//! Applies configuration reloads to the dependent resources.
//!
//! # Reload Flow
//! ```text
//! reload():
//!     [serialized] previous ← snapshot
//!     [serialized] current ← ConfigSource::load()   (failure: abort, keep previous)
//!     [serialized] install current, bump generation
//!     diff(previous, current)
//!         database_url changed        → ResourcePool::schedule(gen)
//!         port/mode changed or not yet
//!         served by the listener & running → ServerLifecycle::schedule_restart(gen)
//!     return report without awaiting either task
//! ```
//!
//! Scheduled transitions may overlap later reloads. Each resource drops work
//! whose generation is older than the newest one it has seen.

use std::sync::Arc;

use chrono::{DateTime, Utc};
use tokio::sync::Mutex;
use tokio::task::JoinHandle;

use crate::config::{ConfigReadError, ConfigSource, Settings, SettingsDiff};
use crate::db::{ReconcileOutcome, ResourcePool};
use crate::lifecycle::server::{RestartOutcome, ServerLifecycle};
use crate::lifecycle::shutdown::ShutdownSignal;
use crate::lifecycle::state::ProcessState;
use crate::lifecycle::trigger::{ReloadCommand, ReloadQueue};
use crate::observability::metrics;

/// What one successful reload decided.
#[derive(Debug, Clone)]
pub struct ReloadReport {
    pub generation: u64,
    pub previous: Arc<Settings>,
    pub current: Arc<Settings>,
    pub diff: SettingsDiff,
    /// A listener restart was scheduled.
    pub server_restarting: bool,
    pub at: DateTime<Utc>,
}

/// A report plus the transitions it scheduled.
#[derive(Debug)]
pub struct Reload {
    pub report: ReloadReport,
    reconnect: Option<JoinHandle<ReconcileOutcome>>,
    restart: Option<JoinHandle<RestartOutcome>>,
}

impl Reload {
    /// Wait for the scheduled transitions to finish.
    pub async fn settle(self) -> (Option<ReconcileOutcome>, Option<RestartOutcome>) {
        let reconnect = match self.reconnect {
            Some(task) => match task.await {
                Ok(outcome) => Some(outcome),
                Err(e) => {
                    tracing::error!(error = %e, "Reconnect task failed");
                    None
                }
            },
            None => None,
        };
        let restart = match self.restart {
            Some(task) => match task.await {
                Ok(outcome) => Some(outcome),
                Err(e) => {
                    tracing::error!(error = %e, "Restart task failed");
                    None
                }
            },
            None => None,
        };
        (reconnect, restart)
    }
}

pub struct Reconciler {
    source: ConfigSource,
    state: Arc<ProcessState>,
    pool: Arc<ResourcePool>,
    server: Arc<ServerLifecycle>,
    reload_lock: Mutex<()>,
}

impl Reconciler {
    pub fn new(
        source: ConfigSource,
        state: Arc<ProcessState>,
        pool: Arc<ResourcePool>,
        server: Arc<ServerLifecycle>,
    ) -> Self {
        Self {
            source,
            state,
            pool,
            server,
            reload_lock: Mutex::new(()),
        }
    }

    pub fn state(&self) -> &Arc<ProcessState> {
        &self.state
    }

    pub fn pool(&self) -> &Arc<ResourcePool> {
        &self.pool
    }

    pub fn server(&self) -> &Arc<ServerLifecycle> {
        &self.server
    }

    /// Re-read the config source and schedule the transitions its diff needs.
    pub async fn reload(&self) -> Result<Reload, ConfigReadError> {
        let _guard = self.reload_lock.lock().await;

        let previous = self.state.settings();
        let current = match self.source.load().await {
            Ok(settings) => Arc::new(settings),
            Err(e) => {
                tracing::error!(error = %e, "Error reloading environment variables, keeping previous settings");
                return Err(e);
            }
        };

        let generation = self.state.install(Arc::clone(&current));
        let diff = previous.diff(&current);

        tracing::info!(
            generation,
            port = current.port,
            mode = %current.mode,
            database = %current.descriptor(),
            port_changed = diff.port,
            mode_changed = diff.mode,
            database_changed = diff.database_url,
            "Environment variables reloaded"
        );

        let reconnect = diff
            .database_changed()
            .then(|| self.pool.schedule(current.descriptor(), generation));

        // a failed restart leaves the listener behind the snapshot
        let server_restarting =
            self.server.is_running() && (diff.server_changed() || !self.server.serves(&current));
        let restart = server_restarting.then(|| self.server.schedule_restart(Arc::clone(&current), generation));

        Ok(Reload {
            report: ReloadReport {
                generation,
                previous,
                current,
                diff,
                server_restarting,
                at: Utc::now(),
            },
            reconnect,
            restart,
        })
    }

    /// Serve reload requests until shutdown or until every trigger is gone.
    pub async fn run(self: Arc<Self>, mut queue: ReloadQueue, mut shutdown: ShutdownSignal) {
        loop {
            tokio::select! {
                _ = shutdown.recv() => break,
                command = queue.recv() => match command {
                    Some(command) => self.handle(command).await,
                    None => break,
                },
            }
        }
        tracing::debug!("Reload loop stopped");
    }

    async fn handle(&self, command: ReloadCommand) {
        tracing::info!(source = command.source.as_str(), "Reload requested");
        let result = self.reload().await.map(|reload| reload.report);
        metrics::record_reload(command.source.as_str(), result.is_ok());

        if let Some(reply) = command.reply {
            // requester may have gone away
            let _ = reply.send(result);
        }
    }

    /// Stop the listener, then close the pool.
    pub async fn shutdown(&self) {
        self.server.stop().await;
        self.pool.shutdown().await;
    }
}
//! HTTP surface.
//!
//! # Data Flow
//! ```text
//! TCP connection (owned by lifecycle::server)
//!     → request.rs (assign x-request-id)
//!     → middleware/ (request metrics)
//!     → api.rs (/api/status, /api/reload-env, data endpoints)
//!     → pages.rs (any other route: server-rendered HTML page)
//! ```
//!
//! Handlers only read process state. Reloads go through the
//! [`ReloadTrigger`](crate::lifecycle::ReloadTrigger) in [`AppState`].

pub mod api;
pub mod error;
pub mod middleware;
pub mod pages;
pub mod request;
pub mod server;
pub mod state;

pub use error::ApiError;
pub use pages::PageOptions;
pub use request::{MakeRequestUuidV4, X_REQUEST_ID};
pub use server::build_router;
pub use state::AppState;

+===+

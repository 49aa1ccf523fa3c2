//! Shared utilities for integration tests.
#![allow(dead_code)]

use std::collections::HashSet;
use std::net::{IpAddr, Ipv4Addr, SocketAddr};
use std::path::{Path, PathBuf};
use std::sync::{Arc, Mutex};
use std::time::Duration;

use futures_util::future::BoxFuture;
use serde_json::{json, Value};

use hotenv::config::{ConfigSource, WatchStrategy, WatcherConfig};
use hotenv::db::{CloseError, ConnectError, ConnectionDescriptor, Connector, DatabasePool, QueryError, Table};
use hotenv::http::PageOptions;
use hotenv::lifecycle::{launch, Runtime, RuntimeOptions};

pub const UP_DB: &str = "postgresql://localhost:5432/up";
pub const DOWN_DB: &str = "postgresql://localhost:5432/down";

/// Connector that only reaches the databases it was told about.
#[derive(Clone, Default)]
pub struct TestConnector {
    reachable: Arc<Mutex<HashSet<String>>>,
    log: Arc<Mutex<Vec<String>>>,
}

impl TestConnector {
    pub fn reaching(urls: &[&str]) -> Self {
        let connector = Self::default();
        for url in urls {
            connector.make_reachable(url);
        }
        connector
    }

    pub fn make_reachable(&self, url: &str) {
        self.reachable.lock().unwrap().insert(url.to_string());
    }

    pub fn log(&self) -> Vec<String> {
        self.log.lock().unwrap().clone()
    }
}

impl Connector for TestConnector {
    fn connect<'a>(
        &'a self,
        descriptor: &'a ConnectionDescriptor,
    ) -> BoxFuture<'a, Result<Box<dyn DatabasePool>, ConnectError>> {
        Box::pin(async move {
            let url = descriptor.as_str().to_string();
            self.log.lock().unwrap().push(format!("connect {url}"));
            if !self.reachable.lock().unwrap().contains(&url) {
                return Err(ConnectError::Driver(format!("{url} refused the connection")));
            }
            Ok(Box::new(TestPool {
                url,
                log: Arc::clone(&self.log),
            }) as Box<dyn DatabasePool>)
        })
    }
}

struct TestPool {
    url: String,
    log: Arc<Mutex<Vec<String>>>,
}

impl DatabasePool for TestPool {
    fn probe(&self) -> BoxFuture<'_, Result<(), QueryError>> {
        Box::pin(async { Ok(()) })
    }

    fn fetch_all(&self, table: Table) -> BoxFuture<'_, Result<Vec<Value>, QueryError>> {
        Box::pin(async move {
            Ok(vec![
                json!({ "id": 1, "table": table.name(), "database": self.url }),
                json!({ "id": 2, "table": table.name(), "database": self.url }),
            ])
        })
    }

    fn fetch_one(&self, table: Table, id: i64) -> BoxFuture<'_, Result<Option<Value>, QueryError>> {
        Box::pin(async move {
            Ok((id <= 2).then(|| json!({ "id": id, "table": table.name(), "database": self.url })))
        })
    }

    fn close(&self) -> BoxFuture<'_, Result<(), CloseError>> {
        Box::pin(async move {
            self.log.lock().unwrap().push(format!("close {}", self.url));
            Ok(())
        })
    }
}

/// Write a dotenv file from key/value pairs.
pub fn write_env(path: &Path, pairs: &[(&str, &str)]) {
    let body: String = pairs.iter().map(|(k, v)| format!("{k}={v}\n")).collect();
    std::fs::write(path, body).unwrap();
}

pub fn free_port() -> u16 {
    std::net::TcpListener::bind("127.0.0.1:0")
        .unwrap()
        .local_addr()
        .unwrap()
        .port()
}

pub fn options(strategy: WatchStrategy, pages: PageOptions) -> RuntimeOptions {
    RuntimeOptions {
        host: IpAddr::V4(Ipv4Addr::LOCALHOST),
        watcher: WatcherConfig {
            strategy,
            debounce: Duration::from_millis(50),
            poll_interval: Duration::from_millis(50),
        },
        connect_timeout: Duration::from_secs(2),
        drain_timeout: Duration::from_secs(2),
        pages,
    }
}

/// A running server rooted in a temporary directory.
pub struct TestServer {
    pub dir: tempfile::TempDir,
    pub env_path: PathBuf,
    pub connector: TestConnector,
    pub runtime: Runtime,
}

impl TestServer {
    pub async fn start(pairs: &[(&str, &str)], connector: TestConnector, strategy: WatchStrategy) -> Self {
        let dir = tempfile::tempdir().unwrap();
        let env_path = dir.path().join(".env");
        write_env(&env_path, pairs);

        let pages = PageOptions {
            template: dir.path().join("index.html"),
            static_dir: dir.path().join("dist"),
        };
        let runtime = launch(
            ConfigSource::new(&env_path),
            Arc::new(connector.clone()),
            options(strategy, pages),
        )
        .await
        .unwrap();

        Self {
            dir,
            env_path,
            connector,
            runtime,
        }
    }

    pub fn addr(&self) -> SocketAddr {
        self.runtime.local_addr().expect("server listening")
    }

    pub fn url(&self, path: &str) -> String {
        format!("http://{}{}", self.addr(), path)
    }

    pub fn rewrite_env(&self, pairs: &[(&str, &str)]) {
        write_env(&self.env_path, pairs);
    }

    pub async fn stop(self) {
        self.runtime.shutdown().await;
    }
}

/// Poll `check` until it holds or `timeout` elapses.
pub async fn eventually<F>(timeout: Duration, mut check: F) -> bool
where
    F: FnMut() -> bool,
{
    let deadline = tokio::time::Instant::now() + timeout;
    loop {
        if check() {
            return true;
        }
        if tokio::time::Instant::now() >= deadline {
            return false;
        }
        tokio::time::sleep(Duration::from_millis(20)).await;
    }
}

+===+

» **WHAT YOU HAVE TO DO**
Would you copy, unchanged, the stretch of the records above that begins at the line containing "pub fn make_reachable(&self, url: &str)" and ends at the line containing "let url = descriptor.as_str().to_string();", and only that?

» **REPLY TO THE EXERCISE**
    pub fn make_reachable(&self, url: &str) {
        self.reachable.lock().unwrap().insert(url.to_string());
    }

    pub fn log(&self) -> Vec<String> {
        self.log.lock().unwrap().clone()
    }
}

impl Connector for TestConnector {
    fn connect<'a>(
        &'a self,
        descriptor: &'a ConnectionDescriptor,
    ) -> BoxFuture<'a, Result<Box<dyn DatabasePool>, ConnectError>> {
        Box::pin(async move {
            let url = descriptor.as_str().to_string();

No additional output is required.